Sono una studentessa, iscritta alla Facoltà di Storia. Nel tempo libero mi piace scrivere poesie e racconti brevi. Ho iniziato quando avevo circa dodici anni. Tra le pagine del “diario segreto” ho descritto il mio primo giorno di scuola. Quel giorno ero molto contenta. Iniziava l'avventura delle Medie. Non mi sentivo più bambina. Le emozioni erano confuse e le cose da scrivere, veramente, tante. Da lì in poi non ho più smesso e il diario segreto è diventato un blog.

Mi piace “fermare il tempo” delle mie giornate e condividere, in chiave di racconto o di poesia, qualcosa di me.

I personaggi che fanno parte delle mie storie sono quasi sempre di sesso femminile, ragazze, nella maggior parte dei casi, nelle quali rivedo parti di me. Le mie eroine vivono in un universo parallelo molto vicino a quello che, oggi, definiamo Cyber-Punk, e abitano una società non troppo diversa dalla nostra, utopica e distopica, dove vige il controllo, su tutto e su tutti, da parte di un Sistema molto simile a quello descritto da George Orwell. In questa società del futuro, le protagoniste dei miei racconti combattono per un ideale o lottano, semplicemente, per far conoscere una verità a molti sconosciuta. A differenza dei racconti, scrivere poesie mi permette di contattare le mie parti più tristi e scure.

I miei maggiori fan sono mia madre e i miei amici.

Sebbene i miei genitori si siano separati quando ero ancora una bambina, non ho vissuto un’infanzia “tragica”. I miei mi hanno sempre spiegato tutto. La loro sincerità mi ha aiutato ad accettare la loro decisione e a superare i momenti più difficili che spesso l'accompagnano. Sono figlia unica. Spesso ho combattuto la solitudine costruendomi una realtà alternativa, fatta di amici immaginari. Ne ho avuto parecchi. Anche le bambole potevano essere mie amiche.  La mia bambola preferita è una bambola di pezza. Si chiama Charlotte. Charlotte ha i capelli castani, le codine e un vestitino rosso tartan. Un po' mi somiglia per questo suo aspetto infantile.

La tristezza e la malinconia che caratterizza le mie poesie fa parte di me.

Amo molto Edgar Allan Poe e le sue atmosfere oscure e magiche. I suoi non sono, solo, racconti horror. Le sue trame toccano qualcosa di più profondo.
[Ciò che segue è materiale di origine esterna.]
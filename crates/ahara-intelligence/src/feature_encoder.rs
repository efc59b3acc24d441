// ABOUTME: Meal profile to model input encoding with pre-fitted standard scaling
// ABOUTME: Eight z-scored continuous features followed by a three-slot constitution one-hot
//
// SPDX-License-Identifier: MIT OR Apache-2.0
// Copyright (c) 2025 Ahara Nutrition Intelligence

//! Feature encoding
//!
//! Layout of the 11-wide vector:
//!
//! | slots  | content                                                        |
//! |--------|----------------------------------------------------------------|
//! | 0..8   | `(x - mean) / scale` for calories, protein, carbs, fat, iron, vitaminC, age, gender |
//! | 8..11  | one-hot VATA, PITTA, KAPHA (never scaled)                      |
//!
//! The scaling parameters are fitted offline and loaded with the model artifact.

use ahara_core::constants::features::{
    CONSTITUTION_COUNT, FEATURE_VECTOR_LEN, NUMERIC_FEATURES, NUMERIC_FEATURE_COUNT,
};
use ahara_core::errors::InferenceError;
use ahara_core::models::MealProfile;
use serde::Serialize;
use tracing::warn;

/// Per-feature standardisation parameters, in `NUMERIC_FEATURES` order
#[derive(Debug, Clone, PartialEq, Serialize)]
pub struct ScalingParameters {
    mean: [f64; NUMERIC_FEATURE_COUNT],
    scale: [f64; NUMERIC_FEATURE_COUNT],
}

impl ScalingParameters {
    /// Build scaling parameters from fitted means and standard deviations
    ///
    /// A zero scale is replaced by 1.0 so a constant training feature is only
    /// centred, never divided by zero.
    ///
    /// # Errors
    ///
    /// Returns `InferenceError::ShapeMismatch` if either slice is not exactly
    /// eight long, or `InferenceError::Configuration` if any value is not finite
    pub fn new(mean: &[f64], scale: &[f64]) -> Result<Self, InferenceError> {
        let mean: [f64; NUMERIC_FEATURE_COUNT] = mean.try_into().map_err(|_| {
            InferenceError::shape_mismatch("scaler mean", NUMERIC_FEATURE_COUNT, mean.len())
        })?;
        let mut scale: [f64; NUMERIC_FEATURE_COUNT] = scale.try_into().map_err(|_| {
            InferenceError::shape_mismatch("scaler scale", NUMERIC_FEATURE_COUNT, scale.len())
        })?;

        if mean.iter().chain(scale.iter()).any(|v| !v.is_finite()) {
            return Err(InferenceError::configuration(
                "scaler parameters must be finite numbers",
            ));
        }

        for (name, s) in NUMERIC_FEATURES.iter().zip(scale.iter_mut()) {
            if *s == 0.0 {
                warn!(feature = %name, "Zero scale in scaler parameters, treating as 1.0");
                *s = 1.0;
            }
        }

        Ok(Self { mean, scale })
    }

    /// Parameters that leave features unchanged (mean 0, scale 1)
    #[must_use]
    pub const fn identity() -> Self {
        Self {
            mean: [0.0; NUMERIC_FEATURE_COUNT],
            scale: [1.0; NUMERIC_FEATURE_COUNT],
        }
    }

    /// Fitted means
    #[must_use]
    pub const fn mean(&self) -> &[f64; NUMERIC_FEATURE_COUNT] {
        &self.mean
    }

    /// Fitted scales, with zeros already replaced
    #[must_use]
    pub const fn scale(&self) -> &[f64; NUMERIC_FEATURE_COUNT] {
        &self.scale
    }

    /// Standardise raw continuous features
    #[must_use]
    pub fn transform(&self, raw: [f64; NUMERIC_FEATURE_COUNT]) -> [f64; NUMERIC_FEATURE_COUNT] {
        let mut scaled = raw;
        for ((value, mean), scale) in scaled.iter_mut().zip(&self.mean).zip(&self.scale) {
            *value = (*value - mean) / scale;
        }
        scaled
    }
}

/// Encoded model input
#[derive(Debug, Clone, Copy, PartialEq, Serialize)]
#[serde(transparent)]
pub struct FeatureVector([f64; FEATURE_VECTOR_LEN]);

impl FeatureVector {
    /// Wrap an already-encoded slice
    ///
    /// # Errors
    ///
    /// Returns `InferenceError::ShapeMismatch` unless the slice has 11 values
    pub fn from_slice(values: &[f64]) -> Result<Self, InferenceError> {
        values.try_into().map(Self).map_err(|_| {
            InferenceError::shape_mismatch("feature vector", FEATURE_VECTOR_LEN, values.len())
        })
    }

    /// All 11 values
    #[must_use]
    pub const fn as_slice(&self) -> &[f64] {
        &self.0
    }

    /// Scaled continuous features
    #[must_use]
    pub fn numeric(&self) -> &[f64] {
        &self.0[..NUMERIC_FEATURE_COUNT]
    }

    /// One-hot constitution slots
    #[must_use]
    pub fn constitution_slots(&self) -> &[f64] {
        &self.0[NUMERIC_FEATURE_COUNT..NUMERIC_FEATURE_COUNT + CONSTITUTION_COUNT]
    }
}

impl AsRef<[f64]> for FeatureVector {
    fn as_ref(&self) -> &[f64] {
        &self.0
    }
}

/// Encode a meal profile into the model input
///
/// Unrecognised constitution names fall back to the VATA slot; only an
/// integer outside 0..=2 is rejected.
///
/// # Errors
///
/// - `InferenceError::Configuration` if no scaling parameters are available
/// - `InferenceError::ConstitutionIndex` for an out-of-range constitution index
pub fn encode(
    profile: &MealProfile,
    scaling: Option<&ScalingParameters>,
) -> Result<FeatureVector, InferenceError> {
    let scaling = scaling.ok_or_else(|| {
        InferenceError::configuration("scaling parameters are not loaded")
    })?;
    let constitution = profile.constitution.resolve_lenient()?;

    let mut values = [0.0; FEATURE_VECTOR_LEN];
    values[..NUMERIC_FEATURE_COUNT].copy_from_slice(&scaling.transform(profile.numeric_features()));
    values[NUMERIC_FEATURE_COUNT + constitution.index()] = 1.0;

    Ok(FeatureVector(values))
}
Parlano delle paure che ci appartengono e che abitano in ognuno di noi. Uno dei miei racconti preferiti è “Il cuore rivelatore”. Racconta di un uomo che, dopo aver ucciso un anziano, viene perseguitato dal senso di colpa, rappresentato dal cuore del morto che, da sotto le assi del pavimento, continua a battere. Spesso mi sento così. Penso al futuro, alle difficoltà, all'Università e agli esami da sostenere, e la mia giornata sembra scandita, come un orologio, da questi pensieri e, come il protagonista, sento di impazzire.

Porto, sempre con me una collana.

Appesa ad un cordoncino c'è un’ala. È un ricordo, ma anche un portafortuna. È un pezzo di un acchiappa-sogni che mi è stato regalato da un ragazzo conosciuto in Tunisia.  Lavorava in una bancarella e, poco prima di partire, mi ha fatto questo regalo. Da grande mi piacerebbe fare la professoressa di storia e insegnare al Liceo. Quando andavo a scuola ho avuto la fortuna di incontrare insegnanti, non solo molto preparati, ma anche attenti ai miei momenti di difficoltà. Vorrei fare lo stesso. Vorrei insegnare e allo stesso tempo essere una guida per chi magari, in particolari momenti, si sente un po' perso nella vita.